WHAT THE TASK REQUIRES:
Tally the lines below that contain the word "DitherError", then give the tally alone.

DATA FOR REVIEW:
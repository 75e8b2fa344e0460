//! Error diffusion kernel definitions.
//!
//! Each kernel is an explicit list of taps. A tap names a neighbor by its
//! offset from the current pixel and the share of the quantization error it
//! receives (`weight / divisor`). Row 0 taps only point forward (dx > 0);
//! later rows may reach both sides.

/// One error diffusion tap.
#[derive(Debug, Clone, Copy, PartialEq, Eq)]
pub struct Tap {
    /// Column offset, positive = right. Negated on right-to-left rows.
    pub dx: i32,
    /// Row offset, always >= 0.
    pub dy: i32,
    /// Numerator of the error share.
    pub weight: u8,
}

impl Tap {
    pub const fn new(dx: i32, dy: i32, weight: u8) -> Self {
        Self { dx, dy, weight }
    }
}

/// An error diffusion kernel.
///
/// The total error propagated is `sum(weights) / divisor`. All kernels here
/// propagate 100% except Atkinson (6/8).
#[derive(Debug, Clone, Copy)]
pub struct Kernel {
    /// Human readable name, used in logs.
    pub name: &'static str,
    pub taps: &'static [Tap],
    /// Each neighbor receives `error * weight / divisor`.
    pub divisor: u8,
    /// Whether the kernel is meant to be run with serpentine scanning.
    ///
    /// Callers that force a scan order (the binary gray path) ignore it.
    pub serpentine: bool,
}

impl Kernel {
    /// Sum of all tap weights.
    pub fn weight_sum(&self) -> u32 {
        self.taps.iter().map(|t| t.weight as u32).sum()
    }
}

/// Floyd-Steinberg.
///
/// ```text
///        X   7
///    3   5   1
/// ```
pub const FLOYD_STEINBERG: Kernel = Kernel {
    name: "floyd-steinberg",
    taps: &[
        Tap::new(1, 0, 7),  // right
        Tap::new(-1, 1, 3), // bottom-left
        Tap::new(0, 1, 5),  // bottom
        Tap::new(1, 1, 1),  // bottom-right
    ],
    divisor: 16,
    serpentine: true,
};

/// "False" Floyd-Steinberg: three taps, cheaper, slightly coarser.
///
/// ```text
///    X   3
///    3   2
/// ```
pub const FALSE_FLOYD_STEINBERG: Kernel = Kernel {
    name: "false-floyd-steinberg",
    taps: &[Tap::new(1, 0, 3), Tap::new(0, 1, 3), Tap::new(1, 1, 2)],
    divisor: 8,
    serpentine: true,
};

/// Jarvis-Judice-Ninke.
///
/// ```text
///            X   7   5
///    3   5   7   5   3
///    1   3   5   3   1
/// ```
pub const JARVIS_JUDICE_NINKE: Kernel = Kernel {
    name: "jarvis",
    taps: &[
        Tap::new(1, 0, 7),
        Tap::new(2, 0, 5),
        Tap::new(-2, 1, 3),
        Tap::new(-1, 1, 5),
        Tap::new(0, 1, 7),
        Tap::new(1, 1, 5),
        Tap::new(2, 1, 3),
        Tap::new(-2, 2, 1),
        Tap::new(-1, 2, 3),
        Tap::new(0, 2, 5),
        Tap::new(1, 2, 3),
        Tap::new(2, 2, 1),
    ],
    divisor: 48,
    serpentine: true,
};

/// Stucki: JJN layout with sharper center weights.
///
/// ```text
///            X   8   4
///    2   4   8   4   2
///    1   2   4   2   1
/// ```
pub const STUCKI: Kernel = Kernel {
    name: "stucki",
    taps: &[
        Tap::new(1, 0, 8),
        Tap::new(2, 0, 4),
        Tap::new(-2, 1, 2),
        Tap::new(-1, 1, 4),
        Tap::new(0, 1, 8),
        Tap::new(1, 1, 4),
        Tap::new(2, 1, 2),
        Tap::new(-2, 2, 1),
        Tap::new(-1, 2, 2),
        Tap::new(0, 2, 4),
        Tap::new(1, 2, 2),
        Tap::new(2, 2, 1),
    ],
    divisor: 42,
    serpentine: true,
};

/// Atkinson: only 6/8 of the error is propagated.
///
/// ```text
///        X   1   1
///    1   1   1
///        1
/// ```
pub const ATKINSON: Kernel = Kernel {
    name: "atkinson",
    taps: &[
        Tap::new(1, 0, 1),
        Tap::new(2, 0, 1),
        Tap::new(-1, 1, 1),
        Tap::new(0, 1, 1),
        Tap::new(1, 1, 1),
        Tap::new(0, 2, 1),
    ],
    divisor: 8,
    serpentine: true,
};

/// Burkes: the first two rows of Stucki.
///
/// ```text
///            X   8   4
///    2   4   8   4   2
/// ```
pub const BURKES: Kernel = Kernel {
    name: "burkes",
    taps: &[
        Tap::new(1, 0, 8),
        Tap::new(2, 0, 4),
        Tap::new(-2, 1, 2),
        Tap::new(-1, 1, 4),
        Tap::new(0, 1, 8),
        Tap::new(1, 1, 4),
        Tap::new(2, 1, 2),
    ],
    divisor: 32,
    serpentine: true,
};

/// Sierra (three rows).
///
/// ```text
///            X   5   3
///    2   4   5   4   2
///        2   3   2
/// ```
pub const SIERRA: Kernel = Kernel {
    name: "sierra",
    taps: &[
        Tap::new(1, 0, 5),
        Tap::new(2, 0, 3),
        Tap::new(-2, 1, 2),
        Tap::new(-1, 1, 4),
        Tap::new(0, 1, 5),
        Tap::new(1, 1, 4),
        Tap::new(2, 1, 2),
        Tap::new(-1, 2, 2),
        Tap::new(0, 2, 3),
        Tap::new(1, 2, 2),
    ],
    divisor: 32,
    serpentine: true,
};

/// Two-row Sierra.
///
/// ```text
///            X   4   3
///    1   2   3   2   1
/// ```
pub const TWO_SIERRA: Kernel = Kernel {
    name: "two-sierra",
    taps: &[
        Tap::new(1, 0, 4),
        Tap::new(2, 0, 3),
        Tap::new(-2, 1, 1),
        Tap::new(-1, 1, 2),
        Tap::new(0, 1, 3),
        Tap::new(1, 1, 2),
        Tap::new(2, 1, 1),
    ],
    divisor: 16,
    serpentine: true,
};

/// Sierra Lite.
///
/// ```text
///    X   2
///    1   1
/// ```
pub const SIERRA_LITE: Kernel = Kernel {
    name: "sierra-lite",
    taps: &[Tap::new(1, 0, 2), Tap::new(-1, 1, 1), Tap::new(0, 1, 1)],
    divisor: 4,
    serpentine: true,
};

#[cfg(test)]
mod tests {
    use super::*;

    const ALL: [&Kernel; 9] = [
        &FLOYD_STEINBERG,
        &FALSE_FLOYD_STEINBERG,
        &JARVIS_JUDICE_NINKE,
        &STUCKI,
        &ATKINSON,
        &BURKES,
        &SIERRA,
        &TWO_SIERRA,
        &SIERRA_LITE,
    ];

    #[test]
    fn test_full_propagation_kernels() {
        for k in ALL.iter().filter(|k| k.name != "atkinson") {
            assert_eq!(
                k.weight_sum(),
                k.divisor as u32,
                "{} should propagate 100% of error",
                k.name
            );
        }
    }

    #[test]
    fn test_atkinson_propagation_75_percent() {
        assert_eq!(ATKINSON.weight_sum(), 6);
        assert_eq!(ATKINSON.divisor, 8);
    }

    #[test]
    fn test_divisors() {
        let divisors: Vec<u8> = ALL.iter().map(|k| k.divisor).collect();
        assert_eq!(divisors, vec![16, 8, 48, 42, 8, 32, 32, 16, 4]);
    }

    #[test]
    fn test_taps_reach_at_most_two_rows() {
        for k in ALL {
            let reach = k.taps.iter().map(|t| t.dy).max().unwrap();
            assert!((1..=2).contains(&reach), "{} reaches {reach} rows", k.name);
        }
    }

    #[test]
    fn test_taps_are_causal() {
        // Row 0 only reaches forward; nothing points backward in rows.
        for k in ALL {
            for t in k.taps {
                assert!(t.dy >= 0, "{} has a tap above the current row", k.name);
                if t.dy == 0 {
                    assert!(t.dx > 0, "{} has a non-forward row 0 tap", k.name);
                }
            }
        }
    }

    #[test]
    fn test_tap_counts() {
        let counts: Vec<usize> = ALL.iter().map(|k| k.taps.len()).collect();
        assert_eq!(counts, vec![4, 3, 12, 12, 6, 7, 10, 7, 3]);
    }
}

--

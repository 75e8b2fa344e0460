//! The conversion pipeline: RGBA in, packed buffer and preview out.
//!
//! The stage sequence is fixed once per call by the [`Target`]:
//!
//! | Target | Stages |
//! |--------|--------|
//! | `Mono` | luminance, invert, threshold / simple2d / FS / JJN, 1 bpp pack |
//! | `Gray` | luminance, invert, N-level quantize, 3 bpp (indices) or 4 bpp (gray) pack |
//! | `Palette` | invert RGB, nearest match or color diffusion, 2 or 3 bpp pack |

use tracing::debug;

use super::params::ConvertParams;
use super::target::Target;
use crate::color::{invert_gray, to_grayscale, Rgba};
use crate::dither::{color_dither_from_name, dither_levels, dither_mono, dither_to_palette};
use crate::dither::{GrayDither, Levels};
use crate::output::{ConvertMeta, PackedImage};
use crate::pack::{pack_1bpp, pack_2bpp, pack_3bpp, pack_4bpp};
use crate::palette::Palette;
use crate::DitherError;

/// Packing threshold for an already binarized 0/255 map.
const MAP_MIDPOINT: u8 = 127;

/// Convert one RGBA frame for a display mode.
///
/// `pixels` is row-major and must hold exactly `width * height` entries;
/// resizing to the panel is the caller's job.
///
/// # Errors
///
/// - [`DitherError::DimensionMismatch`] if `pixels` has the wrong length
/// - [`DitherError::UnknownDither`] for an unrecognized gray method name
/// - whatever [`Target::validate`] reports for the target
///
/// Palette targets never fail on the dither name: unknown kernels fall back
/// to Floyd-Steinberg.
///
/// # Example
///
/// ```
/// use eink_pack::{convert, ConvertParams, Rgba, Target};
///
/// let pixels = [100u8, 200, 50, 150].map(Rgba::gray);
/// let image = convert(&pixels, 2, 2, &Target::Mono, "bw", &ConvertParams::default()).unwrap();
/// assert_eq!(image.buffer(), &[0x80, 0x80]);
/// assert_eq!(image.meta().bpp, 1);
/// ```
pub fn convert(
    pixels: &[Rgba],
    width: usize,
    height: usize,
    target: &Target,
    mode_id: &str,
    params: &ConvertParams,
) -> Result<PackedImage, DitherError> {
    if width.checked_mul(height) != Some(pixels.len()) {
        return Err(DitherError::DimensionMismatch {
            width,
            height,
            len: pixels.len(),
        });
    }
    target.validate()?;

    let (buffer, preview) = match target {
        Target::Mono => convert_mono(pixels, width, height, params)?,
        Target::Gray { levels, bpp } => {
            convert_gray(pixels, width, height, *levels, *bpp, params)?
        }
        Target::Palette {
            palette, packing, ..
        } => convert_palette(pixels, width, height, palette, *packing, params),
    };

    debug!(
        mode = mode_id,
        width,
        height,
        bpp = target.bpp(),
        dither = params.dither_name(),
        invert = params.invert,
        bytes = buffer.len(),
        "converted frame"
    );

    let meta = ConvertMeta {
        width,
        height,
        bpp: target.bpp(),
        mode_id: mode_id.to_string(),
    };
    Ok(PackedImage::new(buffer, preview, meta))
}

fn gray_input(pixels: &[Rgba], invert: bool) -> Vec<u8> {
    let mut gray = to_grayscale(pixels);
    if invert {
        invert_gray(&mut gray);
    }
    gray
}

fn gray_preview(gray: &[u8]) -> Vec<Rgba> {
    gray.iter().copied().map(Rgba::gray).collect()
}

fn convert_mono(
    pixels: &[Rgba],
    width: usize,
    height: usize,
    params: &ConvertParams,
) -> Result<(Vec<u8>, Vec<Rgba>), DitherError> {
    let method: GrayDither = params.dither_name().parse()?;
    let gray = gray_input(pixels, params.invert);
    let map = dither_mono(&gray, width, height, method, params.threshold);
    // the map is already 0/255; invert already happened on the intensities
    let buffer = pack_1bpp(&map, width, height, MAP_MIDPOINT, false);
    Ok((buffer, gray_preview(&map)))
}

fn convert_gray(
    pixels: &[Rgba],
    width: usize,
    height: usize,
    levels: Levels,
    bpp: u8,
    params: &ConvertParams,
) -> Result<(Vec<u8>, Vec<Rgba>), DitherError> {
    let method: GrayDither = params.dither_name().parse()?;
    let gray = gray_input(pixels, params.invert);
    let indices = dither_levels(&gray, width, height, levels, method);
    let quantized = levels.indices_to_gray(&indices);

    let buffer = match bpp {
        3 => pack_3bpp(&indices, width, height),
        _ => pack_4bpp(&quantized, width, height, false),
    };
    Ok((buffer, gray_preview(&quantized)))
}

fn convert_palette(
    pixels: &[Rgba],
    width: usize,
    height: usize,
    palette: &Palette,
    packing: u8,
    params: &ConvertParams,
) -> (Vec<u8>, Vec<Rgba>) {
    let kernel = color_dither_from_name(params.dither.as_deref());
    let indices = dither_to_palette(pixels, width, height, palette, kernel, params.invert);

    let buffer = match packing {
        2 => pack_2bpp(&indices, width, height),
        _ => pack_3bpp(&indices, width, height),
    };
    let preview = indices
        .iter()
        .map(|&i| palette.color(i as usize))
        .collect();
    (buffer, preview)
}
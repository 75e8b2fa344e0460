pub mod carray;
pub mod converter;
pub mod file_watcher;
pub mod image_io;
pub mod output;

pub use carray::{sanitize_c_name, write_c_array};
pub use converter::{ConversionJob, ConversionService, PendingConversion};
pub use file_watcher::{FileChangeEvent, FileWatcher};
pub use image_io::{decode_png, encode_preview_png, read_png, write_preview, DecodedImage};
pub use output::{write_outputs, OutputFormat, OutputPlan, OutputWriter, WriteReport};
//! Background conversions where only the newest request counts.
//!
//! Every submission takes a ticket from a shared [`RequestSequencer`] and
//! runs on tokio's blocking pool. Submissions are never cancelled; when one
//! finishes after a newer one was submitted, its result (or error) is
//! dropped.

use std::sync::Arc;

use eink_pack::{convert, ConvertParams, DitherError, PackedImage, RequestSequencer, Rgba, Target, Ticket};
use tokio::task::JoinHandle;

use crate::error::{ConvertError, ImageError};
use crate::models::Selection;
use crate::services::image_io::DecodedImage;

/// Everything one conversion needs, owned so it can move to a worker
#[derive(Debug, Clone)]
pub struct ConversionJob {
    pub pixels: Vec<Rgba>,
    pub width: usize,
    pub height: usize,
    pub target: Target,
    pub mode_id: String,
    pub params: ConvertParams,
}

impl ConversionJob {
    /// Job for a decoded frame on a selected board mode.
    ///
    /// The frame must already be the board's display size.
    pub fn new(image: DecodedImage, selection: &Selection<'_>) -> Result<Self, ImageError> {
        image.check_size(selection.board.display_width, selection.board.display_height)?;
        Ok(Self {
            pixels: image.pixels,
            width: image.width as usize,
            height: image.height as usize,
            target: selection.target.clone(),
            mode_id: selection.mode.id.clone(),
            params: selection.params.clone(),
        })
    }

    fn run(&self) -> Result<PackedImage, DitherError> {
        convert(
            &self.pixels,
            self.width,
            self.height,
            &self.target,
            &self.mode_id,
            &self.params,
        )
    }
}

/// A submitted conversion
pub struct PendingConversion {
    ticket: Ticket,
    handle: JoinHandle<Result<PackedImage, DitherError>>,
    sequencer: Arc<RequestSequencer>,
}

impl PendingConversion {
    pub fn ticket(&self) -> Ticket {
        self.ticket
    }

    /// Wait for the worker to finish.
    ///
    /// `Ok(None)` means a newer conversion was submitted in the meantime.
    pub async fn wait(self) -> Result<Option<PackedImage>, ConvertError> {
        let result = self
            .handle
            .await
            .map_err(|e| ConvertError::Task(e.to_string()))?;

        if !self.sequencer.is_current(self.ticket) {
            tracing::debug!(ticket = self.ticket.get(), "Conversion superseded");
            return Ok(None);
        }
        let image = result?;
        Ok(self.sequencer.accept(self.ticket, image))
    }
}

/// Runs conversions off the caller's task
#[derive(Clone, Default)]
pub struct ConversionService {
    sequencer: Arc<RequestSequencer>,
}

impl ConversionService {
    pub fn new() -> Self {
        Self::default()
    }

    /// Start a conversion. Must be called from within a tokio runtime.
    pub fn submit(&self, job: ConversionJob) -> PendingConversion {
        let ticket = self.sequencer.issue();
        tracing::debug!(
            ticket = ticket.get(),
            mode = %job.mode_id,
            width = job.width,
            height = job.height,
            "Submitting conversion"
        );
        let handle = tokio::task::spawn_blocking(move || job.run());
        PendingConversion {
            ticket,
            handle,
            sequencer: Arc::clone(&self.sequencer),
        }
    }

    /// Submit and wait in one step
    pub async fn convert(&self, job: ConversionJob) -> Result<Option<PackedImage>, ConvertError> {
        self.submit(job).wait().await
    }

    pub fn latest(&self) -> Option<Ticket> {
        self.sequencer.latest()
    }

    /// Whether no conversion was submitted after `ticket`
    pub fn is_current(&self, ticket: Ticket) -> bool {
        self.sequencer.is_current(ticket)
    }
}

WRITTEN RESPONSE:
10